Читаем Углич полностью

— Была да сплыла. Третий год бобылем[84] живу, Тимоха.

— Худо. По себе знаю. У меня жену и ребятенок моровая язва[85] унесла, — приврал Бабай. — С тех пор тоже бобыльствую.

— Вона… А чем кормишься?

— Да по-всякому приходится, Гришка. То кузнец какой-нибудь подрядит, дабы молотом постучал, то кожевник — кожи мять. По всякому, — продолжал врать Тимоха.

— То-то тебя силушкой Бог наградил. Семка Годунов, чу, не скоро очухается. Смел ты, Тимоха… Далече живешь?

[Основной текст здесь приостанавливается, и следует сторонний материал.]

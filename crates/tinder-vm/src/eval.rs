//! Expression evaluation against a live Crucible.
//!
//! Every evaluation either produces a `Value` or bails out with a
//! `StepOutcome` — a fatal (bad types, missing variable) or a raw
//! signal surfaced through a library call that itself suspends. Either
//! way the caller in `interpreter.rs` threads the same `?` straight
//! through, since an expression has no resumable mid-evaluation state
//! (the host re-enters at the next line, never mid-expression).

use std::cmp::Ordering;

use tinder_bytecode::expr::{BinOp, InterpFragment, UnOp};
use tinder_bytecode::{CompiledScript, Expr};
use tinder_core::{Crucible, Interner, Symbol, Value};

use crate::error::RuntimeError;
use crate::library::{CallOutcome, Library};
use crate::signal::StepOutcome;

type EvalResult = Result<Value, StepOutcome>;

pub(crate) fn eval_expr(expr: &Expr, crucible: &mut Crucible, script: &CompiledScript, library: &mut dyn Library) -> EvalResult {
    match expr {
        Expr::Const(c) => Ok(script.constants.get(*c).clone()),
        Expr::Identifier(sym) => {
            let name = script.interner.resolve(*sym);
            crucible
                .get(name)
                .cloned()
                .ok_or_else(|| StepOutcome::Fatal(RuntimeError::MissingVariable(name.to_string())))
        }
        Expr::Indirect(inner) => {
            let target = eval_expr(inner, crucible, script, library)?;
            let name = target
                .as_str()
                .map(str::to_string)
                .or_else(|| target.as_number().map(|n| n.to_string()))
                .ok_or_else(|| StepOutcome::Fatal(RuntimeError::BadIndirectTarget(target.to_string())))?;
            crucible.get(&name).cloned().ok_or_else(|| StepOutcome::Fatal(RuntimeError::MissingVariable(name)))
        }
        Expr::DotChain(base, segments) => {
            let mut current = eval_expr(base, crucible, script, library)?;
            for seg in segments {
                if matches!(current, Value::Callable(_)) {
                    break;
                }
                current = dot_step(&current, *seg, &script.interner);
            }
            Ok(current)
        }
        Expr::Sequence(items) => {
            let mut values = Vec::with_capacity(items.len());
            for item in items {
                values.push(eval_expr(item, crucible, script, library)?);
            }
            Ok(Value::Sequence(values))
        }
        Expr::Mapping(entries) => {
            let mut values = Vec::with_capacity(entries.len());
            for (k, v) in entries {
                let key = eval_expr(k, crucible, script, library)?;
                let value = eval_expr(v, crucible, script, library)?;
                values.push((key, value));
            }
            Ok(Value::Mapping(values))
        }
        Expr::UnOp(op, inner) => {
            let value = eval_expr(inner, crucible, script, library)?;
            eval_unop(*op, &value).map_err(StepOutcome::Fatal)
        }
        Expr::BinOp(op, lhs, rhs) => eval_binop(*op, lhs, rhs, crucible, script, library),
        Expr::Call(sym, args) => {
            let name = script.interner.resolve(*sym).to_string();
            let mut values = Vec::with_capacity(args.len());
            for a in args {
                values.push(eval_expr(a, crucible, script, library)?);
            }
            invoke(&name, values, crucible, library)
        }
        Expr::Group(inner) => eval_expr(inner, crucible, script, library),
        Expr::Interpolation(fragments) => {
            let mut rendered = String::new();
            for fragment in fragments {
                match fragment {
                    InterpFragment::Literal(s) => rendered.push_str(s),
                    InterpFragment::Lookup(sym) => {
                        let name = script.interner.resolve(*sym);
                        let value = crucible.get(name).cloned().unwrap_or(Value::None);
                        rendered.push_str(&coerce_string(&value));
                    }
                }
            }
            Ok(Value::String(rendered))
        }
    }
}

fn eval_binop(op: BinOp, lhs: &Expr, rhs: &Expr, crucible: &mut Crucible, script: &CompiledScript, library: &mut dyn Library) -> EvalResult {
    // `and`/`or` short-circuit: the right side is only evaluated (and
    // so only raises a missing-variable fatal, or a suspending call)
    // when it actually determines the result.
    if matches!(op, BinOp::And) {
        let l = eval_expr(lhs, crucible, script, library)?;
        return if l.is_truthy() { eval_expr(rhs, crucible, script, library) } else { Ok(l) };
    }
    if matches!(op, BinOp::Or) {
        let l = eval_expr(lhs, crucible, script, library)?;
        return if l.is_truthy() { Ok(l) } else { eval_expr(rhs, crucible, script, library) };
    }

    let l = eval_expr(lhs, crucible, script, library)?;
    let r = eval_expr(rhs, crucible, script, library)?;
    match op {
        BinOp::Add => match (&l, &r) {
            (Value::Number(a), Value::Number(b)) => Ok(Value::Number(a + b)),
            (Value::String(a), Value::String(b)) => Ok(Value::String(format!("{a}{b}"))),
            _ => Err(type_error("+", &l, &r)),
        },
        BinOp::Sub => numeric(&l, &r, |a, b| a - b, "-"),
        BinOp::Mul => numeric(&l, &r, |a, b| a * b, "*"),
        BinOp::Div => {
            let (a, b) = require_numbers(&l, &r, "//")?;
            if b == 0.0 {
                return Err(StepOutcome::Fatal(RuntimeError::DivideByZero));
            }
            Ok(Value::Number(a / b))
        }
        BinOp::Mod => {
            let (a, b) = require_numbers(&l, &r, "%")?;
            if b == 0.0 {
                return Err(StepOutcome::Fatal(RuntimeError::DivideByZero));
            }
            Ok(Value::Number(a % b))
        }
        BinOp::Eq => Ok(Value::Boolean(l == r)),
        BinOp::Ne => Ok(Value::Boolean(l != r)),
        BinOp::Lt => compare(&l, &r, |ord| ord == Ordering::Less),
        BinOp::Le => compare(&l, &r, |ord| ord != Ordering::Greater),
        BinOp::Gt => compare(&l, &r, |ord| ord == Ordering::Greater),
        BinOp::Ge => compare(&l, &r, |ord| ord != Ordering::Less),
        BinOp::In => Ok(eval_in(&l, &r)),
        BinOp::At => Ok(eval_at(&l, &r)),
        BinOp::From => Ok(eval_from(&l, &r)),
        BinOp::And | BinOp::Or => unreachable!("handled above"),
    }
}

fn eval_unop(op: UnOp, value: &Value) -> Result<Value, RuntimeError> {
    match op {
        UnOp::Not => Ok(Value::Boolean(!value.is_truthy())),
        UnOp::Neg => value
            .as_number()
            .map(|n| Value::Number(-n))
            .ok_or_else(|| RuntimeError::TypeError(format!("cannot negate a {}", value.type_name()))),
    }
}

fn numeric(l: &Value, r: &Value, f: impl Fn(f64, f64) -> f64, op: &str) -> EvalResult {
    let (a, b) = require_numbers(l, r, op)?;
    Ok(Value::Number(f(a, b)))
}

fn require_numbers(l: &Value, r: &Value, op: &str) -> Result<(f64, f64), StepOutcome> {
    match (l.as_number(), r.as_number()) {
        (Some(a), Some(b)) => Ok((a, b)),
        _ => Err(type_error(op, l, r)),
    }
}

fn compare(l: &Value, r: &Value, accept: impl Fn(Ordering) -> bool) -> EvalResult {
    l.partial_cmp(r)
        .map(|ord| Value::Boolean(accept(ord)))
        .ok_or_else(|| StepOutcome::Fatal(RuntimeError::TypeError(format!("cannot compare a {} and a {}", l.type_name(), r.type_name()))))
}

fn type_error(op: &str, l: &Value, r: &Value) -> StepOutcome {
    StepOutcome::Fatal(RuntimeError::TypeError(format!("'{op}' does not apply to a {} and a {}", l.type_name(), r.type_name())))
}

/// `x in Y`: membership test. Returns `x` back (not a boolean) so
/// `if name in roster` and `set found to name in roster` both read
/// naturally, per the evaluator's "returns x or none" contract.
fn eval_in(x: &Value, y: &Value) -> Value {
    match y {
        Value::Sequence(items) => items.iter().any(|i| i == x).then(|| x.clone()).unwrap_or(Value::None),
        Value::Mapping(entries) => entries.iter().any(|(k, _)| k == x).then(|| x.clone()).unwrap_or(Value::None),
        Value::String(s) => match x.as_str() {
            Some(needle) if s.contains(needle) => x.clone(),
            _ => Value::None,
        },
        _ => Value::None,
    }
}

/// `x at Y`: the position (sequence index) or key (mapping) under
/// which `x` is stored as a *value*. The inverse of `from`.
fn eval_at(x: &Value, y: &Value) -> Value {
    match y {
        Value::Sequence(items) => items.iter().position(|i| i == x).map(|i| Value::Number(i as f64)).unwrap_or(Value::None),
        Value::Mapping(entries) => entries.iter().find(|(_, v)| v == x).map(|(k, _)| k.clone()).unwrap_or(Value::None),
        _ => Value::None,
    }
}

/// `x from Y`: the value stored at index/key `x`.
fn eval_from(x: &Value, y: &Value) -> Value {
    match y {
        Value::Sequence(items) => x.as_number().and_then(|n| items.get(n as usize).cloned()).unwrap_or(Value::None),
        Value::Mapping(entries) => entries.iter().find(|(k, _)| k == x).map(|(_, v)| v.clone()).unwrap_or(Value::None),
        _ => Value::None,
    }
}

/// Left-associative one-step dot access. A missing key past the base
/// identifier yields `none` rather than a fatal.
fn dot_step(value: &Value, seg: Symbol, interner: &Interner) -> Value {
    let name = interner.resolve(seg);
    match value {
        Value::Mapping(entries) => entries
            .iter()
            .find(|(k, _)| k.as_str() == Some(name))
            .map(|(_, v)| v.clone())
            .unwrap_or(Value::None),
        Value::Sequence(items) => name.parse::<usize>().ok().and_then(|i| items.get(i).cloned()).unwrap_or(Value::None),
        _ => Value::None,
    }
}

/// `none` renders as the empty string everywhere a value is coerced to
/// text (`write`, interpolation) rather than `Value`'s own `Display`
/// impl, which prints the literal word `none` for diagnostics.
pub(crate) fn coerce_string(value: &Value) -> String {
    match value {
        Value::None => String::new(),
        other => other.to_string(),
    }
}

/// Dispatches a flat callable name: VM-level intrinsics first (the
/// `len`/`__iter_*` helpers the compiler's foreach lowering emits),
/// then the host `Library` catalog. Shared by `Expr::Call` and the
/// bare `Instruction::Call` statement form.
pub(crate) fn invoke(name: &str, args: Vec<Value>, crucible: &mut Crucible, library: &mut dyn Library) -> EvalResult {
    if let Some(result) = call_intrinsic(name, &args) {
        return result.map_err(StepOutcome::Fatal);
    }
    match library.call(crucible, name, args) {
        CallOutcome::Value(v) => Ok(v),
        CallOutcome::Signal(outcome) => Err(outcome),
    }
}

fn call_intrinsic(name: &str, args: &[Value]) -> Option<Result<Value, RuntimeError>> {
    match name {
        "len" => Some(intrinsic_len(args)),
        "__iter_single" => Some(intrinsic_iter_single(args)),
        "__iter_key" => Some(intrinsic_iter_key(args)),
        "__iter_value" => Some(intrinsic_iter_value(args)),
        _ => None,
    }
}

fn intrinsic_len(args: &[Value]) -> Result<Value, RuntimeError> {
    match args.first() {
        Some(Value::Sequence(items)) => Ok(Value::Number(items.len() as f64)),
        Some(Value::Mapping(entries)) => Ok(Value::Number(entries.len() as f64)),
        Some(Value::String(s)) => Ok(Value::Number(s.chars().count() as f64)),
        Some(other) => Err(RuntimeError::TypeError(format!("len: a {} has no length", other.type_name()))),
        None => Err(RuntimeError::TypeError("len: missing argument".into())),
    }
}

fn index_arg(args: &[Value]) -> Result<usize, RuntimeError> {
    args.get(1)
        .and_then(Value::as_number)
        .map(|n| n as usize)
        .ok_or_else(|| RuntimeError::TypeError("foreach cursor: missing numeric index".into()))
}

/// Binds the value for a given cursor position: the element for a
/// sequence, the value for a mapping.
fn intrinsic_iter_value(args: &[Value]) -> Result<Value, RuntimeError> {
    let index = index_arg(args)?;
    match args.first() {
        Some(Value::Sequence(items)) => Ok(items.get(index).cloned().unwrap_or(Value::None)),
        Some(Value::Mapping(entries)) => Ok(entries.get(index).map(|(_, v)| v.clone()).unwrap_or(Value::None)),
        Some(other) => Err(RuntimeError::TypeError(format!("foreach: cannot iterate a {}", other.type_name()))),
        None => Err(RuntimeError::TypeError("foreach: missing iterable".into())),
    }
}

/// Binds the key for a given cursor position: the index for a
/// sequence, the key for a mapping.
fn intrinsic_iter_key(args: &[Value]) -> Result<Value, RuntimeError> {
    let index = index_arg(args)?;
    match args.first() {
        Some(Value::Sequence(_)) => Ok(Value::Number(index as f64)),
        Some(Value::Mapping(entries)) => Ok(entries.get(index).map(|(k, _)| k.clone()).unwrap_or(Value::None)),
        Some(other) => Err(RuntimeError::TypeError(format!("foreach: cannot iterate a {}", other.type_name()))),
        None => Err(RuntimeError::TypeError("foreach: missing iterable".into())),
    }
}

/// Single-variable `foreach` binding: the element for a sequence, but
/// the *key* for a mapping, so iterating a mapping yields every key
/// exactly once.
fn intrinsic_iter_single(args: &[Value]) -> Result<Value, RuntimeError> {
    match args.first() {
        Some(Value::Mapping(_)) => intrinsic_iter_key(args),
        _ => intrinsic_iter_value(args),
    }
}

#[cfg(test)]
#[path = "eval_tests.rs"]
mod eval_tests;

— Я-то? — Бабай не был готов к ответу. Но надо что-то быстро придумать. — А нигде.

— Как это?

— Когда-то за Скородомом жил, в одном из сел, а когда после моровой язвы жену и детей схоронил, то по кабакам стал ходить и всё промотал. Даже избенку свою пропил. А когда спохватился и пить перестал, было уже поздно. Ныне — меж двор скиталец. Ни кола, ни двора, ни мила живота. Всей одёжи — дырявая шапка да онучи. Вот так-то, Гришка…А ты-то как до такой жизни дошел?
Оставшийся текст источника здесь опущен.